Hacker News new | ask | show | jobs
by yihui 3514 days ago
It is not that we encourage a "hackish development style", but computer scientists and statisticians/data analysts are solving different problems, and statisticians' primary job is often not software development. There is not a single absolutely correct style for both groups. You should not expect statisticians to be professional software engineers, or vice versa. We can learn good practice from each other. Statisticians and data analysts often use the EDA approach (Exploratory Data Analysis), and it makes sense to "pollute" the workspace temporarily. Running everything from scratch feels like using punch cards, which is related to the history of S (which in turn inspired R). Statisticians at Bell Labs found it tedious to throw a program to a machine, wait for a day, get hundreds of pages of output the next day, read the output by eyes, modify the program, and do it again. They wanted instant feedback (plots/summary tables) as they explore the data.

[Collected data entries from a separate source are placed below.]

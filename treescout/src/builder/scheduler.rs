use rayon::prelude::*;
use std::path::PathBuf;
use tracing::trace;

use super::listing::{self, Child};
use super::BuildContext;
use crate::errors::TreeResult;
use crate::executor::WorkerPools;
use crate::tree::{Built, Folder};

/// Runs the units of work of one fan-out step.
///
/// `run_all` resolves every job or returns the first error. `blocking_io`
/// runs a filesystem call where it cannot starve CPU workers.
pub(crate) trait Scheduler: Sync {
    fn run_all<T, F>(&self, jobs: Vec<F>) -> TreeResult<Vec<T>>
    where
        F: FnOnce() -> TreeResult<T> + Send,
        T: Send;

    fn blocking_io<T, F>(&self, f: F) -> TreeResult<T>
    where
        F: FnOnce() -> TreeResult<T> + Send,
        T: Send;
}

/// Everything on the calling thread
#[derive(Debug, Clone, Copy, Default)]
pub(crate) struct Sequential;

impl Scheduler for Sequential {
    fn run_all<T, F>(&self, jobs: Vec<F>) -> TreeResult<Vec<T>>
    where
        F: FnOnce() -> TreeResult<T> + Send,
        T: Send,
    {
        jobs.into_iter().map(|job| job()).collect()
    }

    fn blocking_io<T, F>(&self, f: F) -> TreeResult<T>
    where
        F: FnOnce() -> TreeResult<T> + Send,
        T: Send,
    {
        f()
    }
}

/// Jobs spread over the CPU pool, filesystem calls on the I/O pool.
///
/// Callers must already be running inside `cpu`. While a CPU worker waits
/// on the I/O pool it keeps stealing CPU jobs, so a deep tree of blocked
/// parents cannot exhaust the CPU pool.
impl Scheduler for WorkerPools {
    fn run_all<T, F>(&self, jobs: Vec<F>) -> TreeResult<Vec<T>>
    where
        F: FnOnce() -> TreeResult<T> + Send,
        T: Send,
    {
        jobs.into_par_iter().map(|job| job()).collect()
    }

    fn blocking_io<T, F>(&self, f: F) -> TreeResult<T>
    where
        F: FnOnce() -> TreeResult<T> + Send,
        T: Send,
    {
        self.io.install(f)
    }
}

/// Builds the folder at `path`: list, fan out over children, fan in
pub(crate) fn build_folder<S: Scheduler>(
    scheduler: &S,
    path: PathBuf,
    ctx: &BuildContext,
) -> TreeResult<Folder> {
    ctx.cancel.check()?;
    let children = scheduler.blocking_io(|| listing::list_children(&path, ctx))?;

    let jobs: Vec<_> = children
        .into_iter()
        .map(|child| move || build_child(scheduler, child, ctx))
        .collect();
    let built = scheduler.run_all(jobs)?;

    let folder = Folder::from_built(path, built);
    trace!("Built {} ({} entries)", folder.path().display(), folder.size());
    Ok(folder)
}

fn build_child<S: Scheduler>(scheduler: &S, child: Child, ctx: &BuildContext) -> TreeResult<Built> {
    match child {
        Child::Folder(path) => build_folder(scheduler, path, ctx).map(Built::Folder),
        Child::Document(path) => scheduler
            .blocking_io(|| listing::load_document(path, ctx))
            .map(Built::Document),
    }
}
use std::sync::atomic::{AtomicBool, Ordering};
use std::sync::Arc;

use crate::errors::{TreeError, TreeResult};

/// Cooperative cancellation flag shared between a caller and running work.
///
/// Builds and searches poll the token at every recursive step and before
/// every blocking I/O call. A child token observes its parent's cancellation
/// but can also be cancelled on its own without affecting the parent.
#[derive(Debug, Clone, Default)]
pub struct CancellationToken {
    cancelled: Arc<AtomicBool>,
    parent: Option<Arc<CancellationToken>>,
}

impl CancellationToken {
    pub fn new() -> Self {
        Self::default()
    }

    /// Creates a token that is cancelled whenever this one is
    pub fn child(&self) -> Self {
        Self {
            cancelled: Arc::new(AtomicBool::new(false)),
            parent: Some(Arc::new(self.clone())),
        }
    }

    pub fn cancel(&self) {
        self.cancelled.store(true, Ordering::SeqCst);
    }

    pub fn is_cancelled(&self) -> bool {
        self.cancelled.load(Ordering::Relaxed)
            || self.parent.as_ref().is_some_and(|p| p.is_cancelled())
    }

    /// Returns `Err(TreeError::Cancelled)` once cancellation has been requested
    pub fn check(&self) -> TreeResult<()> {
        if self.is_cancelled() {
            Err(TreeError::Cancelled)
        } else {
            Ok(())
        }
    }
}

We take reproducibility very seriously. The fact that RStudio's Knit button uses a new R session, instead of the current R session, to compile R Markdown documents was a deliberate choice to make sure your output is produced from a clean R session. But if you are doing EDA, it may not be very pleasant to click this button over and over again every time you update your code (you can if you want).

If your course is focused on software engineering, everything you said makes perfect sense. Statisticians can learn the good principles in CS, but they are statisticians after all. There must be tradeoffs.